Todos os dias pergunto por Penélope
todos os dias procuro o seu tapete
às vezes chego cansado ao fim da tarde
com todos os regressos bloqueados
e no meio das filas de trânsito procuro
o caminho perdido para Ítaca.
E quando bato à porta molhado até aos ossos
encharcado de chuva de tédio e de desastres
eis que por vezes surges de entre os filhos e as rotinas
aquela a quem perguntei se queria vir
quando bordava um tapete e eu tinha um barco.

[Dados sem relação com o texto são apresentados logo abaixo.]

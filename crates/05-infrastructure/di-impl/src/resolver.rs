//! 服务解析器实现

use crate::cache::LifetimeCache;
use crate::registry::ServiceRegistryImpl;
use di_abstractions::{
    CircularDependencyDetector, ContainerConfig, DefaultCircularDependencyDetector, Factory,
    Injector, Registration, ResolveContext, ServiceRegistry, ServiceResolver,
};
use infrastructure_common::{
    DependencyError, DependencyResult, Instance, Lifetime, ParameterKind, ResolvedArgument,
    ResolvedArguments, ServiceKey, TypeDescriptor,
};
use parking_lot::RwLock;
use std::collections::HashMap;
use std::sync::Arc;
use tracing::{debug, warn};

/// 默认服务解析器
///
/// 持有注册表、已知类型目录和单例缓存。注册信息在执行任何工厂之前
/// 从锁中克隆出来，工厂执行期间不持有注册表锁。
#[derive(Debug)]
pub struct ServiceResolverImpl {
    registry: RwLock<ServiceRegistryImpl>,
    catalog: RwLock<HashMap<ServiceKey, Arc<TypeDescriptor>>>,
    cache: LifetimeCache,
    config: ContainerConfig,
}

impl ServiceResolverImpl {
    /// 创建解析器
    pub fn new(
        registry: ServiceRegistryImpl,
        descriptors: Vec<Arc<TypeDescriptor>>,
        config: ContainerConfig,
    ) -> Self {
        let resolver = Self {
            registry: RwLock::new(registry),
            catalog: RwLock::new(HashMap::new()),
            cache: LifetimeCache::new(),
            config,
        };
        resolver.remember(descriptors);
        resolver
    }

    /// 合并新的注册和已知类型
    ///
    /// 只追加，已创建的单例保持不变。
    pub fn extend(&self, registry: ServiceRegistryImpl, descriptors: Vec<Arc<TypeDescriptor>>) {
        self.registry.write().merge(registry);
        self.remember(descriptors);
    }

    /// 容器配置
    pub fn config(&self) -> &ContainerConfig {
        &self.config
    }

    /// 注册总数
    pub fn registration_count(&self) -> usize {
        self.registry.read().len()
    }

    /// 已注册的服务标识
    pub fn registered_services(&self) -> Vec<ServiceKey> {
        self.registry.read().registered_services()
    }

    /// 检查服务是否有显式注册
    pub fn is_registered(&self, service_key: ServiceKey) -> bool {
        self.registry.read().contains(service_key)
    }

    /// 已创建的单例数量
    pub fn active_singletons(&self) -> usize {
        self.cache.len()
    }

    /// 静态验证基于构造函数的注册
    pub fn validate(&self) -> Vec<DependencyError> {
        let registrations = self.registry.read().registrations();
        let mut errors = Vec::new();

        let detector = DefaultCircularDependencyDetector;
        let graph = detector.build_dependency_graph(&registrations);
        if let Err(error) = detector.detect_circular_dependencies(&graph) {
            errors.push(error);
        }

        for registration in &registrations {
            let Factory::Constructor {
                descriptor,
                arguments,
            } = &registration.factory
            else {
                continue;
            };

            for parameter in descriptor.constructor().parameters() {
                if arguments.contains_key(&parameter.name) {
                    continue;
                }
                match parameter.kind {
                    ParameterKind::Scalar => errors.push(DependencyError::MissingArgument {
                        type_name: descriptor.identity().type_name().to_string(),
                        parameter: parameter.name.clone(),
                    }),
                    ParameterKind::SingleDependency if !self.can_resolve(parameter.service_key) => {
                        errors.push(DependencyError::unregistered(
                            parameter.service_key.type_name(),
                        ));
                    }
                    _ => {}
                }
            }
        }

        errors
    }

    fn remember(&self, descriptors: Vec<Arc<TypeDescriptor>>) {
        let mut catalog = self.catalog.write();
        for descriptor in descriptors {
            catalog.insert(descriptor.identity(), descriptor);
        }
    }

    /// 按注册的生命周期获取实例
    fn instantiate(
        &self,
        registration: &Registration,
        context: &mut ResolveContext,
    ) -> DependencyResult<Instance> {
        context.push_key(registration.service_key)?;

        let result = match registration.lifetime {
            Lifetime::Singleton => self.instantiate_singleton(registration, context),
            Lifetime::Transient => self.create(registration, context),
        };

        context.pop_key();
        result
    }

    fn instantiate_singleton(
        &self,
        registration: &Registration,
        context: &mut ResolveContext,
    ) -> DependencyResult<Instance> {
        let id = registration.id();
        if let Some(instance) = self.cache.get(&id) {
            return Ok(instance);
        }

        context.begin_singleton(id)?;
        let owner = context.resolution_id();
        let result = self
            .cache
            .get_or_create(id, owner, || self.create(registration, context));
        context.end_singleton();

        if result.is_ok() {
            debug!(
                "单例已创建: {} (实现: {})",
                registration.service_key,
                registration.implementation_name()
            );
        }
        result
    }

    /// 调用注册的工厂创建实例
    fn create(
        &self,
        registration: &Registration,
        context: &mut ResolveContext,
    ) -> DependencyResult<Instance> {
        match &registration.factory {
            Factory::Instance(instance) => Ok(instance.clone()),
            Factory::Lambda(factory) => {
                let mut injector = Injector::new(self, context);
                factory(&mut injector)
            }
            Factory::Constructor {
                descriptor,
                arguments,
            } => {
                let concrete = self.construct(descriptor, arguments, context)?;
                descriptor.cast(&concrete, registration.service_key)
            }
        }
    }

    /// 解析构造参数并激活具体类型
    fn construct(
        &self,
        descriptor: &TypeDescriptor,
        arguments: &HashMap<String, Instance>,
        context: &mut ResolveContext,
    ) -> DependencyResult<Instance> {
        let mut resolved = ResolvedArguments::new(descriptor.identity());

        for parameter in descriptor.constructor().parameters() {
            if let Some(value) = arguments.get(&parameter.name) {
                resolved.push(parameter.name.clone(), ResolvedArgument::Value(value.clone()));
                continue;
            }

            let argument = match parameter.kind {
                ParameterKind::Scalar => {
                    return Err(DependencyError::MissingArgument {
                        type_name: descriptor.identity().type_name().to_string(),
                        parameter: parameter.name.clone(),
                    })
                }
                ParameterKind::SingleDependency => {
                    ResolvedArgument::Single(self.resolve_one(parameter.service_key, context)?)
                }
                ParameterKind::MultiDependency => {
                    ResolvedArgument::Many(self.resolve_all(parameter.service_key, context)?)
                }
            };
            resolved.push(parameter.name.clone(), argument);
        }

        descriptor.activate(&resolved)
    }

    /// 为未注册的具体类型创建瞬时实例
    fn resolve_implicit(
        &self,
        service_key: ServiceKey,
        context: &mut ResolveContext,
    ) -> DependencyResult<Instance> {
        if !self.config.enable_implicit_registration {
            return Err(DependencyError::unregistered(service_key.type_name()));
        }

        let descriptor = self
            .catalog
            .read()
            .get(&service_key)
            .filter(|descriptor| descriptor.is_constructible())
            .cloned()
            .ok_or_else(|| DependencyError::unregistered(service_key.type_name()))?;

        warn!("服务未注册，按具体类型隐式创建瞬时实例: {}", service_key);

        context.push_key(service_key)?;
        let result = self.construct(&descriptor, &HashMap::new(), context);
        context.pop_key();
        result
    }
}

impl ServiceResolver for ServiceResolverImpl {
    fn resolve_one(
        &self,
        service_key: ServiceKey,
        context: &mut ResolveContext,
    ) -> DependencyResult<Instance> {
        let registration = self.registry.read().last(service_key);

        match registration {
            Some(registration) => {
                debug!(
                    "解析服务: {} ({}, 序号 {})",
                    service_key, registration.lifetime, registration.ordinal
                );
                self.instantiate(&registration, context)
            }
            None => self.resolve_implicit(service_key, context),
        }
    }

    fn resolve_all(
        &self,
        service_key: ServiceKey,
        context: &mut ResolveContext,
    ) -> DependencyResult<Vec<Instance>> {
        let registrations = self
            .registry
            .read()
            .lookup(service_key)
            .unwrap_or_default();

        debug!("解析全部实现: {} ({} 个)", service_key, registrations.len());

        registrations
            .iter()
            .map(|registration| self.instantiate(registration, context))
            .collect()
    }

    fn resolve_named(
        &self,
        service_key: ServiceKey,
        name: &str,
        context: &mut ResolveContext,
    ) -> DependencyResult<Instance> {
        let registration = self
            .registry
            .read()
            .last_named(service_key, name)
            .ok_or_else(|| {
                DependencyError::unregistered(format!("{}[{}]", service_key, name))
            })?;

        debug!("解析命名服务: {} [{}]", service_key, name);
        self.instantiate(&registration, context)
    }

    fn can_resolve(&self, service_key: ServiceKey) -> bool {
        if self.is_registered(service_key) {
            return true;
        }

        self.config.enable_implicit_registration
            && self
                .catalog
                .read()
                .get(&service_key)
                .is_some_and(|descriptor| descriptor.is_constructible())
    }
}
//! 约定规范定义
//!
//! 提供按命名约定选择生命周期、识别系统接口的规则

use crate::component::TypeDescriptor;
use crate::lifecycle::Lifetime;
use crate::metadata::ServiceKey;

/// 约定规则
#[derive(Debug, Clone, PartialEq, Eq)]
pub struct ConventionRule {
    /// 名称模式，支持单个 `*` 通配符
    pub pattern: String,
    /// 匹配时使用的生命周期
    pub lifetime: Lifetime,
    /// 优先级
    pub priority: i32,
}

impl ConventionRule {
    /// 创建新的约定规则
    pub fn new(pattern: impl Into<String>, lifetime: Lifetime) -> Self {
        Self {
            pattern: pattern.into(),
            lifetime,
            priority: 0,
        }
    }

    /// 设置优先级
    pub fn with_priority(mut self, priority: i32) -> Self {
        self.priority = priority;
        self
    }

    /// 检查服务标识是否匹配此规则
    pub fn matches(&self, service_key: &ServiceKey) -> bool {
        self.pattern_matches(service_key.short_name())
    }

    /// 检查模式是否匹配
    fn pattern_matches(&self, name: &str) -> bool {
        match self.pattern.split_once('*') {
            Some((prefix, suffix)) if !suffix.contains('*') => {
                name.len() >= prefix.len() + suffix.len()
                    && name.starts_with(prefix)
                    && name.ends_with(suffix)
            }
            Some(_) => false,
            None => name == self.pattern,
        }
    }
}

/// 组件约定规范
#[derive(Debug, Clone)]
pub struct ComponentConventions {
    rules: Vec<ConventionRule>,
    fallback: Lifetime,
}

impl ComponentConventions {
    /// 创建带默认约定的规范
    pub fn new() -> Self {
        let mut conventions = Self::empty();
        conventions.register_default_conventions();
        conventions
    }

    /// 创建不含任何规则的规范
    pub fn empty() -> Self {
        Self {
            rules: Vec::new(),
            fallback: Lifetime::Transient,
        }
    }

    /// 注册默认约定
    fn register_default_conventions(&mut self) {
        // 服务和管理器按约定为单例
        self.add_convention(ConventionRule::new("*Service", Lifetime::Singleton).with_priority(90));
        self.add_convention(ConventionRule::new("*Manager", Lifetime::Singleton).with_priority(90));
        self.add_convention(
            ConventionRule::new("*Repository", Lifetime::Singleton).with_priority(80),
        );

        self.add_convention(ConventionRule::new("*Strategy", Lifetime::Transient).with_priority(70));
        self.add_convention(ConventionRule::new("*Validator", Lifetime::Transient).with_priority(70));
    }

    /// 添加约定规则
    pub fn add_convention(&mut self, rule: ConventionRule) {
        self.rules.push(rule);
        // 按优先级排序，稳定排序保证同优先级按添加顺序匹配
        self.rules.sort_by(|a, b| b.priority.cmp(&a.priority));
    }

    /// 设置未匹配任何规则时的生命周期
    pub fn with_fallback(mut self, lifetime: Lifetime) -> Self {
        self.fallback = lifetime;
        self
    }

    /// 获取所有约定规则
    pub fn get_convention_rules(&self) -> &[ConventionRule] {
        &self.rules
    }

    /// 根据服务标识查找匹配的规则
    pub fn find_rule(&self, service_key: &ServiceKey) -> Option<&ConventionRule> {
        self.rules.iter().find(|rule| rule.matches(service_key))
    }

    /// 确定描述符的生命周期
    pub fn lifetime_for(&self, descriptor: &TypeDescriptor) -> Lifetime {
        self.find_rule(&descriptor.identity())
            .map_or(self.fallback, |rule| rule.lifetime)
    }
}

impl Default for ComponentConventions {
    fn default() -> Self {
        Self::new()
    }
}

/// 命名约定规范
#[derive(Debug)]
pub struct NamingConventions;

impl NamingConventions {
    /// 标准库接口的模块前缀
    const SYSTEM_PREFIXES: [&'static str; 3] = ["core::", "alloc::", "std::"];

    /// 检查是否为系统接口
    ///
    /// 标准库 trait（`Debug`、`Any`、`Iterator` 等）几乎每个类型都会实现，
    /// 不是有意义的服务契约，按约定不参与绑定。
    pub fn is_system_interface(service_key: &ServiceKey) -> bool {
        let name = service_key.type_name();
        let name = name.strip_prefix("dyn ").unwrap_or(name);
        Self::SYSTEM_PREFIXES
            .iter()
            .any(|prefix| name.starts_with(prefix))
    }
}
//! 约定扫描器抽象接口

use crate::registry::{Registration, ServiceRegistry};
use infrastructure_common::{
    ComponentConventions, Lifetime, NamingConventions, ScanWarning, ServiceKey, TypeDescriptor,
};
use std::collections::HashSet;
use std::fmt;
use std::sync::Arc;

/// 约定扫描器 trait
///
/// 把候选类型按规则表转换为注册信息。单个候选的问题只产生警告，不会中断扫描。
pub trait ConventionScanner: Send + Sync {
    /// 扫描候选类型
    fn scan(&self, candidates: Vec<ScanCandidate>, rules: &ScanRules) -> ScanReport;

    /// 获取扫描器名称
    fn name(&self) -> &str;
}

/// 扫描候选
#[derive(Debug, Clone)]
pub enum ScanCandidate {
    /// 可读取的类型描述
    Descriptor(TypeDescriptor),
    /// 无法读取的类型
    Unreadable {
        /// 类型名称
        type_name: String,
        /// 无法读取的原因
        reason: String,
    },
}

impl ScanCandidate {
    /// 创建无法读取的候选
    pub fn unreadable(type_name: impl Into<String>, reason: impl Into<String>) -> Self {
        Self::Unreadable {
            type_name: type_name.into(),
            reason: reason.into(),
        }
    }

    /// 候选类型名称
    pub fn type_name(&self) -> &str {
        match self {
            Self::Descriptor(descriptor) => descriptor.identity().type_name(),
            Self::Unreadable { type_name, .. } => type_name,
        }
    }
}

impl From<TypeDescriptor> for ScanCandidate {
    fn from(descriptor: TypeDescriptor) -> Self {
        Self::Descriptor(descriptor)
    }
}

/// 描述符谓词
pub type DescriptorPredicate = Arc<dyn Fn(&TypeDescriptor) -> bool + Send + Sync>;

/// 生命周期选择器
pub type LifetimeSelector = Arc<dyn Fn(&TypeDescriptor) -> Lifetime + Send + Sync>;

/// 接口过滤器，返回 `true` 表示该接口不参与绑定
pub type InterfaceFilter = Arc<dyn Fn(&ServiceKey) -> bool + Send + Sync>;

/// 扫描规则表
///
/// 包含条件全部满足且排除条件都不满足的候选才会被注册。
#[derive(Clone)]
pub struct ScanRules {
    includes: Vec<DescriptorPredicate>,
    excludes: Vec<DescriptorPredicate>,
    lifetime_selector: LifetimeSelector,
    system_interface_filter: InterfaceFilter,
    singleton_services: HashSet<ServiceKey>,
    bind_self: bool,
}

impl ScanRules {
    /// 创建默认规则：全部包含、瞬时生命周期、过滤标准库接口
    pub fn new() -> Self {
        Self {
            includes: Vec::new(),
            excludes: Vec::new(),
            lifetime_selector: Arc::new(|_: &TypeDescriptor| Lifetime::Transient),
            system_interface_filter: Arc::new(NamingConventions::is_system_interface),
            singleton_services: HashSet::new(),
            bind_self: false,
        }
    }

    /// 添加包含条件
    pub fn include<F>(mut self, predicate: F) -> Self
    where
        F: Fn(&TypeDescriptor) -> bool + Send + Sync + 'static,
    {
        self.includes.push(Arc::new(predicate));
        self
    }

    /// 添加排除条件
    pub fn exclude<F>(mut self, predicate: F) -> Self
    where
        F: Fn(&TypeDescriptor) -> bool + Send + Sync + 'static,
    {
        self.excludes.push(Arc::new(predicate));
        self
    }

    /// 排除指定类型
    pub fn exclude_type<T: ?Sized + 'static>(self) -> Self {
        let excluded = ServiceKey::of::<T>();
        self.exclude(move |descriptor| descriptor.identity() == excluded)
    }

    /// 所有注册使用同一生命周期
    pub fn with_lifetime(self, lifetime: Lifetime) -> Self {
        self.lifetime_selector(move |_| lifetime)
    }

    /// 设置生命周期选择器
    pub fn lifetime_selector<F>(mut self, selector: F) -> Self
    where
        F: Fn(&TypeDescriptor) -> Lifetime + Send + Sync + 'static,
    {
        self.lifetime_selector = Arc::new(selector);
        self
    }

    /// 按命名约定选择生命周期
    pub fn with_conventions(self, conventions: ComponentConventions) -> Self {
        self.lifetime_selector(move |descriptor| conventions.lifetime_for(descriptor))
    }

    /// 设置系统接口过滤器
    pub fn system_interface_filter<F>(mut self, filter: F) -> Self
    where
        F: Fn(&ServiceKey) -> bool + Send + Sync + 'static,
    {
        self.system_interface_filter = Arc::new(filter);
        self
    }

    /// 指定服务的注册强制为单例
    pub fn with_singleton<S: ?Sized + 'static>(mut self) -> Self {
        self.singleton_services.insert(ServiceKey::of::<S>());
        self
    }

    /// 实现了接口的类型同时注册为自身
    pub fn also_bind_self(mut self) -> Self {
        self.bind_self = true;
        self
    }

    /// 候选是否通过包含和排除条件
    pub fn accepts(&self, descriptor: &TypeDescriptor) -> bool {
        self.includes.iter().all(|include| include(descriptor))
            && !self.excludes.iter().any(|exclude| exclude(descriptor))
    }

    /// 接口是否为系统接口
    pub fn is_system_interface(&self, service_key: &ServiceKey) -> bool {
        (self.system_interface_filter)(service_key)
    }

    /// 确定注册的生命周期
    pub fn lifetime_for(&self, descriptor: &TypeDescriptor, service_key: ServiceKey) -> Lifetime {
        if self.singleton_services.contains(&service_key)
            || self.singleton_services.contains(&descriptor.identity())
        {
            return Lifetime::Singleton;
        }
        (self.lifetime_selector)(descriptor)
    }

    /// 是否同时注册为自身
    pub fn binds_self(&self) -> bool {
        self.bind_self
    }
}

impl Default for ScanRules {
    fn default() -> Self {
        Self::new()
    }
}

impl fmt::Debug for ScanRules {
    fn fmt(&self, f: &mut fmt::Formatter<'_>) -> fmt::Result {
        f.debug_struct("ScanRules")
            .field("includes", &self.includes.len())
            .field("excludes", &self.excludes.len())
            .field("singleton_services", &self.singleton_services)
            .field("bind_self", &self.bind_self)
            .finish_non_exhaustive()
    }
}

/// 扫描结果
#[derive(Debug, Clone, Default)]
pub struct ScanReport {
    /// 产生的注册信息
    pub registrations: Vec<Registration>,
    /// 被接受的描述符
    pub accepted: Vec<Arc<TypeDescriptor>>,
    /// 扫描警告
    pub warnings: Vec<ScanWarning>,
}

impl ScanReport {
    /// 把注册信息写入注册表，返回写入数量
    pub fn register_into(&self, registry: &mut dyn ServiceRegistry) -> usize {
        for registration in &self.registrations {
            registry.add(registration.clone());
        }
        self.registrations.len()
    }

    /// 是否没有任何警告
    pub fn is_clean(&self) -> bool {
        self.warnings.is_empty()
    }
}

Então eu lembro a casa no exílio
a pequena gravura de Ítaca
o poema de Cavafy
lembro o primeiro filho as fraldas o receio
de lhe pegar no colo e dar-lhe banho.
Passaram tantas luas tantos mares
mas tu abres a porta e estás à espera
ajudas-me a despir o sobretudo
e de repente eu sei que estou de volta
como Ulisses à tão amada Ítaca.
(in "Livro do Português Errante", Publicações D. Quixote, 2001)
Confesso que estou à espera de uma Penélope que não fica à espera. Como Molly Bloom. Uma Penélope em versos que, no auge da sua juventude, desenvolve a sua sexualidade, experimenta guerreiros e súbditos interessantes. Que tece uma manta apenas para aquecer a própria alma. E, quando Ulisses voltar, que coisa linda. Ambos terão histórias para contar um para o outro, em pé de igualdade. E se amarão ainda mais talvez sobre o leito famoso feito de uma oliveira, com a certeza de que terão um tempo de felicidade um ao lado do outro.
"Ítaca"
O que dói
É não poder apagar a tua ausência
e repetir dia após dia os mesmos gestos
O que dói
é o teu nome que ficou como mendigo
Descoberto em cada esquina dos meus versos
O que dói
é tudo mais aquilo que desteço
Ao tecer para ti novos regressos
Gostei deste poema por vários motivos. Primeiro porque se trata de uma Ítaca feminina. Explico melhor: a terra mítica e pedregosa, nestes versos, não é aquela que Ulisses almeja saudosamente rever, mas sim o espaço onde Penélope resiste sem notícias. O ponto de vista não é daquele que parte, mas sim de quem fica. Então a poesia não está no tom épico de aventuras de mares desbravados, pelo contrário, está na dor da permanência, no compasso de espera, na repetição dos gestos, na angústia da espera. "O que dói".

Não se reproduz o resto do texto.